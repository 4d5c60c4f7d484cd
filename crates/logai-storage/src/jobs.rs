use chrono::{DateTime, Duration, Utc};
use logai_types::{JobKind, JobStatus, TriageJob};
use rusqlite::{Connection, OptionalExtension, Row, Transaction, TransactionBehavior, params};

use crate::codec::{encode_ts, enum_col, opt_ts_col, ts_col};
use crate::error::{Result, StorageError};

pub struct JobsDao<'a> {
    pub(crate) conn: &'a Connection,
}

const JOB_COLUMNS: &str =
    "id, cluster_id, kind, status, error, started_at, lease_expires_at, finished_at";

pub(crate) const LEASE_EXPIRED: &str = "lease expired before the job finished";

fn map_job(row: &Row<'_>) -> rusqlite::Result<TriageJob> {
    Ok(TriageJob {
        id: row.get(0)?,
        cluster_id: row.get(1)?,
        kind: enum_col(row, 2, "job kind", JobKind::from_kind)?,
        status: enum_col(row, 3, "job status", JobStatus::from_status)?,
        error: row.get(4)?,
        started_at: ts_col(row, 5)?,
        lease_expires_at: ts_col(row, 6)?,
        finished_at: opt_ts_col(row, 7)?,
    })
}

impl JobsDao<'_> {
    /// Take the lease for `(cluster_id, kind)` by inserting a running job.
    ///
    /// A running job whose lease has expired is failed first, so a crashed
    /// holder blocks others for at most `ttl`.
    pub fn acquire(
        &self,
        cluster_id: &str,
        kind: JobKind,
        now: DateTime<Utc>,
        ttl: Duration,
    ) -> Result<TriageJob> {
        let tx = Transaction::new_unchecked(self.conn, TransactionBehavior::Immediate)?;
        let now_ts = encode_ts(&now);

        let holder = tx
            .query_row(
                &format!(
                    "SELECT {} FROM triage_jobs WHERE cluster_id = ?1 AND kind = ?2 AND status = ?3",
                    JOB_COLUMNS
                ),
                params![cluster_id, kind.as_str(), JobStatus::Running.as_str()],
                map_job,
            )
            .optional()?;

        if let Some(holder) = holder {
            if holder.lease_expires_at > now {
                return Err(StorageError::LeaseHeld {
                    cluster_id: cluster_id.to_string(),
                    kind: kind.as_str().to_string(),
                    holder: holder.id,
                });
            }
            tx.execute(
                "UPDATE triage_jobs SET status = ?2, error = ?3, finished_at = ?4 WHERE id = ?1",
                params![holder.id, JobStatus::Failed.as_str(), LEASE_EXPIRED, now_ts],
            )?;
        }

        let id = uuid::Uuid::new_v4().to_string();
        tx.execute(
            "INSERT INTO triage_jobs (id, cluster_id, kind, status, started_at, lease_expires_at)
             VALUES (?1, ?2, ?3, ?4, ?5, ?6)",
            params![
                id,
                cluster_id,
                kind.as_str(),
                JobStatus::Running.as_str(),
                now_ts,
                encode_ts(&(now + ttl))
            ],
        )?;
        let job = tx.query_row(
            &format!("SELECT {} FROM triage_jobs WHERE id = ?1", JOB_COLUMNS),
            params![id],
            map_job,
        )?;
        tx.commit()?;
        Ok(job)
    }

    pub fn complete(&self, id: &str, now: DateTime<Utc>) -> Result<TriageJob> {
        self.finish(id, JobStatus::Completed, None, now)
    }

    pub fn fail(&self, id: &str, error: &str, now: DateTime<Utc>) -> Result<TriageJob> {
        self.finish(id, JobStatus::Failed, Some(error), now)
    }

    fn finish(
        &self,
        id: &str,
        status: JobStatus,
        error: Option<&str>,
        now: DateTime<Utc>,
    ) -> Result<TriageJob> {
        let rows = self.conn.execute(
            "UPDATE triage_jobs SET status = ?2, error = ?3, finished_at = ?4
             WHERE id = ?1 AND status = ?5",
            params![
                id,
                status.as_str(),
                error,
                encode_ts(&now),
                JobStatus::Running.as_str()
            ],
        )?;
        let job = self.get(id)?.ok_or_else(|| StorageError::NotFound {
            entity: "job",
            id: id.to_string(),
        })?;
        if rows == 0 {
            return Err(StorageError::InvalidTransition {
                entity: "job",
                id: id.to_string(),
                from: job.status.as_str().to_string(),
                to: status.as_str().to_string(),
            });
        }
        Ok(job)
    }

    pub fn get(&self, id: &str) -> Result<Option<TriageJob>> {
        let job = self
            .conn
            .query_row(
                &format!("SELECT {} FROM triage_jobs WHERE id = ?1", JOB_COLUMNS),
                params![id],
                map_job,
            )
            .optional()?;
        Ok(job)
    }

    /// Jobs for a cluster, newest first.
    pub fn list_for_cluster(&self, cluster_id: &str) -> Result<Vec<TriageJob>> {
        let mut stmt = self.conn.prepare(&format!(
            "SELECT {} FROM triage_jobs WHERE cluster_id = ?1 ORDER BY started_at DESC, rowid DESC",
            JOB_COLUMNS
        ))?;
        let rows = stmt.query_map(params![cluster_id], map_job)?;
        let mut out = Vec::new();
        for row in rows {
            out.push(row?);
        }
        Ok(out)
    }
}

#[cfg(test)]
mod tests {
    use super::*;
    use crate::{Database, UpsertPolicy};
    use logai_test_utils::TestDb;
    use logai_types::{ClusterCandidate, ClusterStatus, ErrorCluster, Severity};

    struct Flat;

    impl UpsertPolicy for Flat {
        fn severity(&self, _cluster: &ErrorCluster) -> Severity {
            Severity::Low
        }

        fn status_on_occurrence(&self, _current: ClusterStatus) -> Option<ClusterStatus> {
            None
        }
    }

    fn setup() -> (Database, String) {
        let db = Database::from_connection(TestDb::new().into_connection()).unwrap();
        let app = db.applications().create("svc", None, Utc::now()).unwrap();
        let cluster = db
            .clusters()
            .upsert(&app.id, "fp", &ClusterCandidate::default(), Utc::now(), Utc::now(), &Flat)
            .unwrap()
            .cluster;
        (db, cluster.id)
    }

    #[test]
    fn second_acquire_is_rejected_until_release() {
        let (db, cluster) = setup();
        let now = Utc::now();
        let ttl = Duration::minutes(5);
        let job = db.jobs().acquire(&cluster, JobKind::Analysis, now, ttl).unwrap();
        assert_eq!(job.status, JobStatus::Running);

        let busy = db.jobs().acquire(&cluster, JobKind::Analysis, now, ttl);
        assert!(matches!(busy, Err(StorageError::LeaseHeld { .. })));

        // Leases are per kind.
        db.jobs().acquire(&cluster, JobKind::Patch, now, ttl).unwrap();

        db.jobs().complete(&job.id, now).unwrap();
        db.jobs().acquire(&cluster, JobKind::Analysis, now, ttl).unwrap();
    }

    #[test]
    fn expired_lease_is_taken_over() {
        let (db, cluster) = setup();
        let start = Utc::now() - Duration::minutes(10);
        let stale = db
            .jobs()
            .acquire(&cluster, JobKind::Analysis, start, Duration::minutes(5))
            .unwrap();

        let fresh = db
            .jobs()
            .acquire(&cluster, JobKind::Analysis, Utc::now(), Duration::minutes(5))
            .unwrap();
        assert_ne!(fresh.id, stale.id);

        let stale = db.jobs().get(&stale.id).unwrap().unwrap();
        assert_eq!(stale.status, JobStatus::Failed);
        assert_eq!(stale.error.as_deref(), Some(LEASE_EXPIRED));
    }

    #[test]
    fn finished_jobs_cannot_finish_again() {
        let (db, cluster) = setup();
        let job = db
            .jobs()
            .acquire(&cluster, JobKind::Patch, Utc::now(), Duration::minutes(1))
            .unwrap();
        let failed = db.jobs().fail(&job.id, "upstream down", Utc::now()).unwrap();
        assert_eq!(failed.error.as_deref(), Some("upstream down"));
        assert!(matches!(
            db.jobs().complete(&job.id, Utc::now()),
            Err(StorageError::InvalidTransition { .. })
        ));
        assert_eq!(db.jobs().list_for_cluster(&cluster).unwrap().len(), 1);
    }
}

===============

#### [Exercise]
Repeat every record, keeping each line exactly as it is.

#### [Output]
repository 4d5c60c4f7d484cd
filename crates/logai-storage/src/jobs.rs
use chrono::{DateTime, Duration, Utc};
use logai_types::{JobKind, JobStatus, TriageJob};
use rusqlite::{Connection, OptionalExtension, Row, Transaction, TransactionBehavior, params};

use crate::codec::{encode_ts, enum_col, opt_ts_col, ts_col};
use crate::error::{Result, StorageError};

pub struct JobsDao<'a> {
    pub(crate) conn: &'a Connection,
}

const JOB_COLUMNS: &str =
    "id, cluster_id, kind, status, error, started_at, lease_expires_at, finished_at";

pub(crate) const LEASE_EXPIRED: &str = "lease expired before the job finished";

fn map_job(row: &Row<'_>) -> rusqlite::Result<TriageJob> {
    Ok(TriageJob {
        id: row.get(0)?,
        cluster_id: row.get(1)?,
        kind: enum_col(row, 2, "job kind", JobKind::from_kind)?,
        status: enum_col(row, 3, "job status", JobStatus::from_status)?,
        error: row.get(4)?,
        started_at: ts_col(row, 5)?,
        lease_expires_at: ts_col(row, 6)?,
        finished_at: opt_ts_col(row, 7)?,
    })
}

impl JobsDao<'_> {
    /// Take the lease for `(cluster_id, kind)` by inserting a running job.
    ///
    /// A running job whose lease has expired is failed first, so a crashed
    /// holder blocks others for at most `ttl`.
    pub fn acquire(
        &self,
        cluster_id: &str,
        kind: JobKind,
        now: DateTime<Utc>,
        ttl: Duration,
    ) -> Result<TriageJob> {
        let tx = Transaction::new_unchecked(self.conn, TransactionBehavior::Immediate)?;
        let now_ts = encode_ts(&now);

        let holder = tx
            .query_row(
                &format!(
                    "SELECT {} FROM triage_jobs WHERE cluster_id = ?1 AND kind = ?2 AND status = ?3",
                    JOB_COLUMNS
                ),
                params![cluster_id, kind.as_str(), JobStatus::Running.as_str()],
                map_job,
            )
            .optional()?;

        if let Some(holder) = holder {
            if holder.lease_expires_at > now {
                return Err(StorageError::LeaseHeld {
                    cluster_id: cluster_id.to_string(),
                    kind: kind.as_str().to_string(),
                    holder: holder.id,
                });
            }
            tx.execute(
                "UPDATE triage_jobs SET status = ?2, error = ?3, finished_at = ?4 WHERE id = ?1",
                params![holder.id, JobStatus::Failed.as_str(), LEASE_EXPIRED, now_ts],
            )?;
        }

        let id = uuid::Uuid::new_v4().to_string();
        tx.execute(
            "INSERT INTO triage_jobs (id, cluster_id, kind, status, started_at, lease_expires_at)
             VALUES (?1, ?2, ?3, ?4, ?5, ?6)",
            params![
                id,
                cluster_id,
                kind.as_str(),
                JobStatus::Running.as_str(),
                now_ts,
                encode_ts(&(now + ttl))
            ],
        )?;
        let job = tx.query_row(
            &format!("SELECT {} FROM triage_jobs WHERE id = ?1", JOB_COLUMNS),
            params![id],
            map_job,
        )?;
        tx.commit()?;
        Ok(job)
    }

    pub fn complete(&self, id: &str, now: DateTime<Utc>) -> Result<TriageJob> {
        self.finish(id, JobStatus::Completed, None, now)
    }

    pub fn fail(&self, id: &str, error: &str, now: DateTime<Utc>) -> Result<TriageJob> {
        self.finish(id, JobStatus::Failed, Some(error), now)
    }

    fn finish(
        &self,
        id: &str,
        status: JobStatus,
        error: Option<&str>,
        now: DateTime<Utc>,
    ) -> Result<TriageJob> {
        let rows = self.conn.execute(
            "UPDATE triage_jobs SET status = ?2, error = ?3, finished_at = ?4
             WHERE id = ?1 AND status = ?5",
            params![
                id,
                status.as_str(),
                error,
                encode_ts(&now),
                JobStatus::Running.as_str()
            ],
        )?;
        let job = self.get(id)?.ok_or_else(|| StorageError::NotFound {
            entity: "job",
            id: id.to_string(),
        })?;
        if rows == 0 {
            return Err(StorageError::InvalidTransition {
                entity: "job",
                id: id.to_string(),
                from: job.status.as_str().to_string(),
                to: status.as_str().to_string(),
            });
        }
        Ok(job)
    }

    pub fn get(&self, id: &str) -> Result<Option<TriageJob>> {
        let job = self
            .conn
            .query_row(
                &format!("SELECT {} FROM triage_jobs WHERE id = ?1", JOB_COLUMNS),
                params![id],
                map_job,
            )
            .optional()?;
        Ok(job)
    }

    /// Jobs for a cluster, newest first.
    pub fn list_for_cluster(&self, cluster_id: &str) -> Result<Vec<TriageJob>> {
        let mut stmt = self.conn.prepare(&format!(
            "SELECT {} FROM triage_jobs WHERE cluster_id = ?1 ORDER BY started_at DESC, rowid DESC",
            JOB_COLUMNS
        ))?;
        let rows = stmt.query_map(params![cluster_id], map_job)?;
        let mut out = Vec::new();
        for row in rows {
            out.push(row?);
        }
        Ok(out)
    }
}

#[cfg(test)]
mod tests {
    use super::*;
    use crate::{Database, UpsertPolicy};
    use logai_test_utils::TestDb;
    use logai_types::{ClusterCandidate, ClusterStatus, ErrorCluster, Severity};

    struct Flat;

    impl UpsertPolicy for Flat {
        fn severity(&self, _cluster: &ErrorCluster) -> Severity {
            Severity::Low
        }

        fn status_on_occurrence(&self, _current: ClusterStatus) -> Option<ClusterStatus> {
            None
        }
    }

    fn setup() -> (Database, String) {
        let db = Database::from_connection(TestDb::new().into_connection()).unwrap();
        let app = db.applications().create("svc", None, Utc::now()).unwrap();
        let cluster = db
            .clusters()
            .upsert(&app.id, "fp", &ClusterCandidate::default(), Utc::now(), Utc::now(), &Flat)
            .unwrap()
            .cluster;
        (db, cluster.id)
    }

    #[test]
    fn second_acquire_is_rejected_until_release() {
        let (db, cluster) = setup();
        let now = Utc::now();
        let ttl = Duration::minutes(5);
        let job = db.jobs().acquire(&cluster, JobKind::Analysis, now, ttl).unwrap();
        assert_eq!(job.status, JobStatus::Running);

        let busy = db.jobs().acquire(&cluster, JobKind::Analysis, now, ttl);
        assert!(matches!(busy, Err(StorageError::LeaseHeld { .. })));

        // Leases are per kind.
        db.jobs().acquire(&cluster, JobKind::Patch, now, ttl).unwrap();

        db.jobs().complete(&job.id, now).unwrap();
        db.jobs().acquire(&cluster, JobKind::Analysis, now, ttl).unwrap();
    }

    #[test]
    fn expired_lease_is_taken_over() {
        let (db, cluster) = setup();
        let start = Utc::now() - Duration::minutes(10);
        let stale = db
            .jobs()
            .acquire(&cluster, JobKind::Analysis, start, Duration::minutes(5))
            .unwrap();

        let fresh = db
            .jobs()
            .acquire(&cluster, JobKind::Analysis, Utc::now(), Duration::minutes(5))
            .unwrap();
        assert_ne!(fresh.id, stale.id);

        let stale = db.jobs().get(&stale.id).unwrap().unwrap();
        assert_eq!(stale.status, JobStatus::Failed);
        assert_eq!(stale.error.as_deref(), Some(LEASE_EXPIRED));
    }

    #[test]
    fn finished_jobs_cannot_finish_again() {
        let (db, cluster) = setup();
        let job = db
            .jobs()
            .acquire(&cluster, JobKind::Patch, Utc::now(), Duration::minutes(1))
            .unwrap();
        let failed = db.jobs().fail(&job.id, "upstream down", Utc::now()).unwrap();
        assert_eq!(failed.error.as_deref(), Some("upstream down"));
        assert!(matches!(
            db.jobs().complete(&job.id, Utc::now()),
            Err(StorageError::InvalidTransition { .. })
        ));
        assert_eq!(db.jobs().list_for_cluster(&cluster).unwrap().len(), 1);
    }
}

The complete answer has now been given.